The answer must be every line of the records below that contains the word "ApiResult".

━━ EXTRACTED ENTRIES

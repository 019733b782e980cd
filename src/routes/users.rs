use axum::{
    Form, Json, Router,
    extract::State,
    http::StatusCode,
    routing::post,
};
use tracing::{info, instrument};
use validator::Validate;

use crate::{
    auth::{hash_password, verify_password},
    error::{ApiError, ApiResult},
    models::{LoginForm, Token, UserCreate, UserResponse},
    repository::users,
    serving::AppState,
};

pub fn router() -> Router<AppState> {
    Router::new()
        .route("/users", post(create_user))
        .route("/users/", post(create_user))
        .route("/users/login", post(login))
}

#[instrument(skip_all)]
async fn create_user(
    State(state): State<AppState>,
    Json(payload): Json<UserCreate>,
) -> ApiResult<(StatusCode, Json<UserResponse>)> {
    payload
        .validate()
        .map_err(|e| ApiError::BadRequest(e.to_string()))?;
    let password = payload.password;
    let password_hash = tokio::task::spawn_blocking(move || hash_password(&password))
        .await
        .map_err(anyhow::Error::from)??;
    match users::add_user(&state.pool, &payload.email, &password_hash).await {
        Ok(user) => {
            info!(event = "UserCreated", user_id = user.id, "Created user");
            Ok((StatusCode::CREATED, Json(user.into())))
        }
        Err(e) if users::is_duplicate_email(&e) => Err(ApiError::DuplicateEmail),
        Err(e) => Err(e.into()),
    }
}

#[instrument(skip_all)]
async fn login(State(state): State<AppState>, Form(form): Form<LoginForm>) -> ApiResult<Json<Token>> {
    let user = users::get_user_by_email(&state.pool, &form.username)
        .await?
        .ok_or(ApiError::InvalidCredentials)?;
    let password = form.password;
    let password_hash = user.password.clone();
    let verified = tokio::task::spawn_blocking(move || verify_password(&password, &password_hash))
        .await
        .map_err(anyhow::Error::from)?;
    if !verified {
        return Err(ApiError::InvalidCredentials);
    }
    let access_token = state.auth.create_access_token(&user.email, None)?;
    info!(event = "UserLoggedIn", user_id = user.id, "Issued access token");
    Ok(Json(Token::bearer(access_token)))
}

━━━━

EXERCISE RESPONSE »
    error::{ApiError, ApiResult},
) -> ApiResult<(StatusCode, Json<UserResponse>)> {
async fn login(State(state): State<AppState>, Form(form): Form<LoginForm>) -> ApiResult<Json<Token>> {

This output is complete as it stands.